All-female underground comics anthology

Wimmen's Comix, later retitled (respelled) as Wimmin's Comix, is an influential all-female underground comics anthology published from 1972 to 1992. Though it covered a wide range of genres and subject matters, Wimmen's Comix focused more than other anthologies of the time on feminist concerns, homosexuality, sex and politics in general, and autobiographical comics. Wimmen's Comix was a launching pad for many cartoonists' careers, and it inspired other small-press and self-published titles like Twisted Sisters, Dyke Shorts, and Dynamite Damsels.

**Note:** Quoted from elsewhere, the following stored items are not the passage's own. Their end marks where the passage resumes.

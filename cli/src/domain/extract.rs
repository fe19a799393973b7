//! Payload extraction from unstructured remote output.
//!
//! The remote command prints [`MARKER`] before reading the credential file.
//! Anything the login shell prints before it (motd, banners) is discarded.

/// Literal printed by the remote command immediately before the payload.
pub const MARKER: &str = "STARTFILE";

/// Absolute path of the cluster admin kubeconfig on a control-plane node.
pub const ADMIN_CONF_PATH: &str = "/etc/kubernetes/admin.conf";

/// Result of scanning remote output for the marker.
#[derive(Debug, Clone, PartialEq, Eq)]
pub enum Extraction {
    /// The marker occurred exactly once; holds the trimmed text after it.
    Payload(String),
    /// The marker occurred zero or several times.
    Ambiguous { occurrences: usize },
}

impl Extraction {
    /// Returns the payload, discarding the ambiguity detail.
    #[must_use]
    pub fn into_payload(self) -> Option<String> {
        match self {
            Self::Payload(p) => Some(p),
            Self::Ambiguous { .. } => None,
        }
    }
}

/// Splits `raw` on `marker` and keeps the text after it.
///
/// Only a single occurrence counts as success. An empty marker never
/// matches.
#[must_use]
pub fn extract(raw: &str, marker: &str) -> Extraction {
    if marker.is_empty() {
        return Extraction::Ambiguous { occurrences: 0 };
    }
    let occurrences = raw.matches(marker).count();
    match raw.split_once(marker) {
        Some((_, after)) if occurrences == 1 => Extraction::Payload(after.trim().to_string()),
        _ => Extraction::Ambiguous { occurrences },
    }
}
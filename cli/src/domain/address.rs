//! Reachable-address lookup from machine annotations.

use nodeboot_common::{Annotations, IP_ANNOTATION_KEY, RESOURCE_ID_ANNOTATION_KEY};

use crate::domain::error::FetchError;

/// Returns the node's reachable address from its annotations.
///
/// The value is returned verbatim. A missing annotation map and a missing
/// key are both `NotFound`.
///
/// # Errors
///
/// Returns [`FetchError::NotFound`] if the address annotation is absent.
pub fn resolve_address(annotations: Option<&Annotations>) -> Result<String, FetchError> {
    let ip = annotations
        .and_then(|a| a.get(IP_ANNOTATION_KEY))
        .ok_or(FetchError::NotFound)?;
    tracing::info!(address = %ip, "returning IP from machine annotation");
    Ok(ip.clone())
}

/// Returns the OpenStack resource id annotation, if set.
#[must_use]
pub fn resolve_resource_id(annotations: Option<&Annotations>) -> Option<String> {
    annotations
        .and_then(|a| a.get(RESOURCE_ID_ANNOTATION_KEY))
        .cloned()
}
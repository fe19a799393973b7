//! OpenStack implementation of the `ProviderSpecParser` port.

use anyhow::{Context, Result};
use nodeboot_common::{ProviderSpec, machine_spec_from_provider_spec};

use crate::application::ports::ProviderSpecParser;

/// Reads `sshUserName` from an OpenStack provider spec.
#[derive(Debug, Clone, Copy, Default)]
pub struct OpenstackSpecParser;

impl ProviderSpecParser for OpenstackSpecParser {
    fn username_for(&self, spec: &ProviderSpec) -> Result<String> {
        let machine_spec =
            machine_spec_from_provider_spec(spec).context("decoding OpenStack machine spec")?;
        anyhow::ensure!(
            !machine_spec.ssh_user_name.is_empty(),
            "OpenStack machine spec has no sshUserName"
        );
        Ok(machine_spec.ssh_user_name)
    }
}
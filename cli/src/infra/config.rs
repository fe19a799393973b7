//! YAML-file configuration store.

use std::path::PathBuf;

use anyhow::{Context, Result};

use crate::domain::config::FetcherConfig;

/// Loads `FetcherConfig` from a YAML file on disk.
pub struct YamlConfigStore {
    path: PathBuf,
}

impl YamlConfigStore {
    /// Store backed by `~/.nodeboot/config.yaml`.
    ///
    /// # Errors
    ///
    /// Returns an error if the home directory cannot be determined.
    pub fn new() -> Result<Self> {
        let home = dirs::home_dir()
            .ok_or_else(|| anyhow::anyhow!("cannot determine home directory"))?;
        Ok(Self::with_path(home.join(".nodeboot").join("config.yaml")))
    }

    /// Store backed by an arbitrary path.
    #[must_use]
    pub fn with_path(path: PathBuf) -> Self {
        Self { path }
    }

    /// Loads the config, falling back to defaults when the file is absent.
    ///
    /// # Errors
    ///
    /// Returns an error if the file exists but cannot be read or parsed.
    pub fn load(&self) -> Result<FetcherConfig> {
        if !self.path.exists() {
            tracing::debug!(path = %self.path.display(), "no config file, using defaults");
            return Ok(FetcherConfig::default());
        }
        let content = std::fs::read_to_string(&self.path)
            .with_context(|| format!("cannot read {}", self.path.display()))?;
        let config: FetcherConfig = serde_yaml::from_str(&content)
            .with_context(|| format!("cannot parse {}", self.path.display()))?;
        config
            .validate()
            .with_context(|| format!("invalid config {}", self.path.display()))?;
        tracing::debug!(path = %self.path.display(), "loaded config");
        Ok(config)
    }
}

Each issue of Wimmen's Comix was edited by a different editor or two editors who shared the job. Last Gasp published the first ten issues; later issues were put out by Renegade Press and then Rip Off Press.

== Publication history ==
=== Antecedents ===
Wimmen's Comix debuted a few years after the publication of the 1970 one-shot It Ain't Me, Babe, the first American comic book entirely produced by women, which was put together by Trina Robbins, the most prolific and influential of the women cartoonists in the underground scene. It Ain't Me Babe was a feminist newspaper in Berkeley, California. Many of the creators from the It Ain't Me Babe comic went on to contribute to Wimmen's Comix. Last Gasp, the publisher of It Ain't Me Babe, was the first publisher of Wimmen's Comix.

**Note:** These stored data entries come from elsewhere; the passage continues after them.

//! The score engine - stateful ingestion and scoring

use crate::report::HealthReport;
use crate::{EngineConfig, EngineError, Result};
use rapport_domain::{scoring, Anchor, EngineState, ScoreBreakdown, ScoreParams, TrustSample};
use tracing::debug;

/// Owns all mutable session state and exposes the scoring operations.
///
/// State only ever grows: there is no rollback and no reset operation.
/// To reset, discard the engine and construct a fresh one.
#[derive(Debug, Clone)]
pub struct ScoreEngine {
    config: EngineConfig,
    state: EngineState,
}

impl ScoreEngine {
    /// Create a new engine with the given configuration and empty state.
    pub fn new(config: EngineConfig) -> Self {
        Self {
            config,
            state: EngineState::new(),
        }
    }

    /// Create an engine with default configuration.
    pub fn default_config() -> Self {
        Self::new(EngineConfig::default())
    }

    /// Restore an engine from a previously captured state.
    pub fn from_snapshot(config: EngineConfig, state: EngineState) -> Self {
        Self { config, state }
    }

    /// Record one exchange's quality inputs using the configured rate.
    ///
    /// Computes the quality product of the three ratios, folds it into the
    /// trust estimate (the first sample bypasses smoothing), and appends a
    /// [`TrustSample`] to the history. Returns the new smoothed trust.
    ///
    /// # Errors
    ///
    /// Rejects non-finite or out-of-[0, 1] ratios with
    /// [`EngineError::OutOfRange`].
    pub fn record_trust(
        &mut self,
        accuracy: f64,
        applicability: f64,
        mutual_respect: f64,
    ) -> Result<f64> {
        self.record_trust_with_rate(
            accuracy,
            applicability,
            mutual_respect,
            self.config.smoothing_rate,
        )
    }

    /// Record one exchange with a per-call smoothing rate override.
    ///
    /// # Errors
    ///
    /// Rejects out-of-range ratios, and rates outside (0, 1) with
    /// [`EngineError::InvalidRate`].
    pub fn record_trust_with_rate(
        &mut self,
        accuracy: f64,
        applicability: f64,
        mutual_respect: f64,
        rate: f64,
    ) -> Result<f64> {
        check_ratio("accuracy", accuracy)?;
        check_ratio("applicability", applicability)?;
        check_ratio("mutual_respect", mutual_respect)?;
        if !rate.is_finite() || rate <= 0.0 || rate >= 1.0 {
            return Err(EngineError::InvalidRate(rate));
        }

        let quality = accuracy * applicability * mutual_respect;
        let previous = self.state.trust_history.last().map(|s| s.trust_at_time);
        let trust = scoring::smooth_trust(previous, quality, rate);

        self.state
            .push_sample(TrustSample::new(accuracy, applicability, mutual_respect, trust));

        debug!(
            quality,
            trust,
            exchanges = self.state.exchange_count(),
            "trust sample recorded"
        );
        Ok(trust)
    }

    /// Record a tagged novelty anchor.
    ///
    /// Tags are free-form and not deduplicated: repeated tags each count
    /// separately in the novelty aggregation.
    ///
    /// # Errors
    ///
    /// Rejects non-finite or out-of-[0, 1] novelty scores.
    pub fn record_anchor(&mut self, tag: impl Into<String>, novelty: f64) -> Result<()> {
        check_ratio("novelty", novelty)?;

        let anchor = Anchor::new(tag, novelty);
        debug!(tag = %anchor.tag, novelty, "anchor recorded");
        self.state.push_anchor(anchor);
        Ok(())
    }

    /// The latest smoothed trust value, or the configured initial baseline
    /// when no samples exist.
    pub fn current_trust(&self) -> f64 {
        self.state.current_trust(self.config.initial_trust)
    }

    /// Compute the composite score with the configured parameters.
    ///
    /// Pure read of the accumulated state; an engine with no recorded
    /// trust scores a fixed neutral 1.0.
    pub fn compute_score(&self) -> f64 {
        scoring::score(&self.state, &self.config.params)
    }

    /// Compute the composite score with per-call parameter overrides.
    pub fn compute_score_with(&self, params: &ScoreParams) -> f64 {
        scoring::score(&self.state, params)
    }

    /// Factor-by-factor breakdown with the configured parameters.
    pub fn breakdown(&self) -> ScoreBreakdown {
        scoring::evaluate(&self.state, &self.config.params)
    }

    /// Factor-by-factor breakdown with per-call parameter overrides.
    pub fn breakdown_with(&self, params: &ScoreParams) -> ScoreBreakdown {
        scoring::evaluate(&self.state, params)
    }

    /// Build the structured health report for the current state.
    pub fn report(&self) -> HealthReport {
        HealthReport::from_engine(self)
    }

    /// Compute the score and render the multi-line textual report.
    pub fn summarize(&self) -> String {
        self.report().render()
    }

    /// Read-only view of the accumulated state.
    pub fn state(&self) -> &EngineState {
        &self.state
    }

    /// The engine's configuration.
    pub fn config(&self) -> &EngineConfig {
        &self.config
    }

    /// Capture the current state for persistence.
    pub fn snapshot(&self) -> EngineState {
        self.state.clone()
    }

    /// Serialize the current state to JSON.
    pub fn to_json(&self) -> Result<String> {
        Ok(serde_json::to_string_pretty(&self.state)?)
    }

    /// Restore an engine from a JSON snapshot.
    pub fn from_json(config: EngineConfig, json: &str) -> Result<Self> {
        let state: EngineState = serde_json::from_str(json)?;
        Ok(Self::from_snapshot(config, state))
    }
}

impl Default for ScoreEngine {
    fn default() -> Self {
        Self::default_config()
    }
}

fn check_ratio(field: &'static str, value: f64) -> Result<()> {
    if !value.is_finite() || !(0.0..=1.0).contains(&value) {
        return Err(EngineError::OutOfRange { field, value });
    }
    Ok(())
}
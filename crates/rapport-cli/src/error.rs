//! Error types for the CLI application.

use thiserror::Error;

/// Result type alias for CLI operations.
pub type Result<T> = std::result::Result<T, CliError>;

/// CLI-specific errors.
#[derive(Debug, Error)]
pub enum CliError {
    /// Configuration error
    #[error("Configuration error: {0}")]
    Config(String),

    /// Engine error
    #[error("Engine error: {0}")]
    Engine(#[from] rapport_engine::EngineError),

    /// I/O error
    #[error("I/O error: {0}")]
    Io(#[from] std::io::Error),

    /// Serialization error
    #[error("Serialization error: {0}")]
    Serialization(#[from] serde_json::Error),

    /// TOML parsing error
    #[error("TOML parsing error: {0}")]
    Toml(#[from] toml::de::Error),

    /// Invalid input
    #[error("Invalid input: {0}")]
    InvalidInput(String),
}
//! Rapport CLI - Command-line interface for the relationship health scorer.

use clap::Parser;
use rapport_cli::commands;
use rapport_cli::repl;
use rapport_cli::{Cli, Command, Config, Formatter};
use tracing_subscriber::EnvFilter;

fn main() {
    // Log to stderr so formatted output stays clean on stdout
    tracing_subscriber::fmt()
        .with_writer(std::io::stderr)
        .with_env_filter(EnvFilter::from_default_env())
        .init();

    if let Err(e) = run() {
        eprintln!("Error: {}", e);
        std::process::exit(1);
    }
}

fn run() -> rapport_cli::Result<()> {
    let cli = Cli::parse();

    // Load or create config
    let config = Config::load().unwrap_or_else(|_| {
        let cfg = Config::default();
        cfg.save().ok();
        cfg
    });

    // Determine output format
    let format = cli
        .format
        .map(Into::into)
        .unwrap_or(config.settings.format);

    // Determine color setting
    let color_enabled = !cli.no_color && config.settings.color;

    let formatter = Formatter::new(format, color_enabled);

    match cli.command {
        None | Some(Command::Repl) => {
            repl::run_repl(&config, &formatter)?;
        }
        Some(Command::Demo) => {
            commands::execute_demo(&config, &formatter)?;
        }
        Some(Command::Score(args)) => {
            commands::execute_score(args, &config, &formatter)?;
        }
        Some(Command::Screen(args)) => {
            commands::execute_screen(args, &formatter)?;
        }
    }

    Ok(())
}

=== The collective comes together ===
Originally, the group behind Wimmen's Comix was not an official collective, but rather a few women artists who came together with a common interest to create at least one comic that women could get paid to be in, in a male-dominated comix culture.

=== Issue #1 ===
With Last Gasp agreeing to publish the comic, the first issue appeared in November 1972, edited by musician and artist Patricia Moodian. Contributors to issue #1 included Moodian, Michele Brand, Lora Fountain, Aline Kominsky, Lee Marrs, Diane Noomin, Sharon Rudahl, Trina Robbins, Shelby Sampson, and Janet Wolfe Stanley. Trina Robbins' story "Sandy Comes Out" was the first comic strip featuring an "out" lesbian. Marrs' story, "All in a Day's Work", epitomizes how a woman's only leverage in a male-dominated society is to utilize her body to negotiate politics.

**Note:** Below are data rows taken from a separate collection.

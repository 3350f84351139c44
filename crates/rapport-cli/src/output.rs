//! Output formatting for the CLI.

use crate::config::OutputFormat;
use crate::error::Result;
use colored::*;
use rapport_engine::HealthReport;
use rapport_sentinel::Verdict;
use tabled::{
    builder::Builder,
    settings::{object::Rows, Alignment, Modify, Style},
};

/// Output formatter.
pub struct Formatter {
    format: OutputFormat,
    color_enabled: bool,
}

impl Formatter {
    /// Create a new formatter.
    pub fn new(format: OutputFormat, color_enabled: bool) -> Self {
        Self {
            format,
            color_enabled,
        }
    }

    /// Format a health report.
    pub fn format_report(&self, report: &HealthReport) -> Result<String> {
        match self.format {
            OutputFormat::Json => Ok(serde_json::to_string_pretty(report)?),
            OutputFormat::Table => Ok(self.format_report_table(report)),
            OutputFormat::Quiet => Ok(format!("{:.3}", report.score)),
        }
    }

    /// Format a screening verdict.
    pub fn format_verdict(&self, verdict: &Verdict) -> Result<String> {
        match self.format {
            OutputFormat::Json => Ok(serde_json::to_string_pretty(verdict)?),
            OutputFormat::Table | OutputFormat::Quiet => Ok(match verdict {
                Verdict::Clear => self.success("clear"),
                Verdict::Flagged { phrase } => self.error(&format!("flagged (\"{}\")", phrase)),
            }),
        }
    }

    /// Format a health report as a table.
    fn format_report_table(&self, report: &HealthReport) -> String {
        let mut builder = Builder::default();
        builder.push_record(["Metric", "Value"]);
        builder.push_record(["Score", &format!("{:.3}", report.score)]);
        builder.push_record(["Status", report.status.as_str()]);
        builder.push_record(["Trust coherency", &format!("{:.3}", report.current_trust)]);
        builder.push_record(["Anchors", &report.anchor_count.to_string()]);
        builder.push_record(["Exchanges", &report.exchange_count.to_string()]);

        let mut table = builder.build();
        table
            .with(Style::rounded())
            .with(Modify::new(Rows::first()).with(Alignment::center()));

        table.to_string()
    }

    /// Format a success message.
    pub fn success(&self, message: &str) -> String {
        self.colorize(&format!("✓ {}", message), "green")
    }

    /// Format an error message.
    pub fn error(&self, message: &str) -> String {
        self.colorize(&format!("✗ {}", message), "red")
    }

    /// Format an info message.
    pub fn info(&self, message: &str) -> String {
        self.colorize(&format!("ℹ {}", message), "blue")
    }

    /// Format a warning message.
    pub fn warning(&self, message: &str) -> String {
        self.colorize(&format!("⚠ {}", message), "yellow")
    }

    /// Colorize text if color is enabled.
    fn colorize(&self, text: &str, color: &str) -> String {
        if !self.color_enabled {
            return text.to_string();
        }

        match color {
            "red" => text.red().to_string(),
            "green" => text.green().to_string(),
            "blue" => text.blue().to_string(),
            "yellow" => text.yellow().to_string(),
            _ => text.to_string(),
        }
    }
}
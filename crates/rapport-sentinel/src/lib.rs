//! Rapport Sentinel
//!
//! A small keyword-safety screener: given one or two free-text strings,
//! it returns a binary verdict based on case-insensitive substring match
//! against a configurable denylist of harm-related phrases.
//!
//! The sentinel is deliberately independent of the score engine; the two
//! are separate utilities that happen to share a codebase. The engine
//! never consults the sentinel.
//!
//! # Examples
//!
//! ```
//! use rapport_sentinel::{Sentinel, Verdict};
//!
//! let sentinel = Sentinel::default_config();
//! assert_eq!(sentinel.screen("a quiet evening", None), Verdict::Clear);
//! assert!(matches!(
//!     sentinel.screen("they want to destroy it", None),
//!     Verdict::Flagged { .. }
//! ));
//! ```

#![warn(missing_docs)]

mod config;
mod screener;

pub use config::ScreenConfig;
pub use screener::{Sentinel, Verdict};
//! Engine configuration

use rapport_domain::ScoreParams;
use serde::{Deserialize, Serialize};

/// Default EMA reactivity for trust updates
pub const DEFAULT_SMOOTHING_RATE: f64 = 0.4;

/// Default trust baseline before any sample has been recorded
pub const DEFAULT_INITIAL_TRUST: f64 = 1.0;

/// Configuration for a [`crate::ScoreEngine`].
#[derive(Debug, Clone, Copy, PartialEq, Serialize, Deserialize)]
pub struct EngineConfig {
    /// EMA reactivity in (0, 1): higher follows the newest sample more
    pub smoothing_rate: f64,

    /// Trust value reported before any sample has been recorded
    pub initial_trust: f64,

    /// Tunables for score composition
    pub params: ScoreParams,
}

impl Default for EngineConfig {
    fn default() -> Self {
        Self {
            smoothing_rate: DEFAULT_SMOOTHING_RATE,
            initial_trust: DEFAULT_INITIAL_TRUST,
            params: ScoreParams::default(),
        }
    }
}

impl EngineConfig {
    /// A configuration that follows the newest sample closely.
    pub fn reactive() -> Self {
        Self {
            smoothing_rate: 0.7,
            ..Self::default()
        }
    }

    /// A configuration that changes trust slowly across many exchanges.
    pub fn inertial() -> Self {
        Self {
            smoothing_rate: 0.15,
            ..Self::default()
        }
    }
}

#[cfg(test)]
mod tests {
    use super::*;

    #[test]
    fn test_default_config() {
        let config = EngineConfig::default();
        assert_eq!(config.smoothing_rate, DEFAULT_SMOOTHING_RATE);
        assert_eq!(config.initial_trust, 1.0);
    }

    #[test]
    fn test_presets_differ_only_in_rate() {
        let reactive = EngineConfig::reactive();
        let inertial = EngineConfig::inertial();
        assert!(reactive.smoothing_rate > inertial.smoothing_rate);
        assert_eq!(reactive.params, inertial.params);
    }
}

=== Twisted Sisters breakaway ===
In 1975, after four issues of Wimmen's Comix, regular contributors Aline Kominsky-Crumb and Diane Noomin left the collective over internal conflicts which were both aesthetic and political; Kominsky-Crumb later claimed that a large part of the break was related to her own romantic relationship with Robert Crumb, whose comics and personality Robbins particularly objected to.

Noomin and Kominksy subsequently put together Twisted Sisters, a one-shot published in June 1976 by Last Gasp which featured their own humorous and "self-deprecating" stories and art. (Many years later, many Wimmen's Comix contributors, including Kominsky-Crumb, Noomin, Penny Van Horn, Carol Tyler, M. K. Brown, Phoebe Gloeckner, Carol Lay, Caryn Leschen, Leslie Sternbergh, Dori Seda, Mary Fleener, and Krystine Kryttre, were published in Twisted Sisters: A Collection of Bad Girl Art [Viking Penguin] and Twisted Sisters: Drawing the Line [Kitchen Sink Press], both edited by Noomin.)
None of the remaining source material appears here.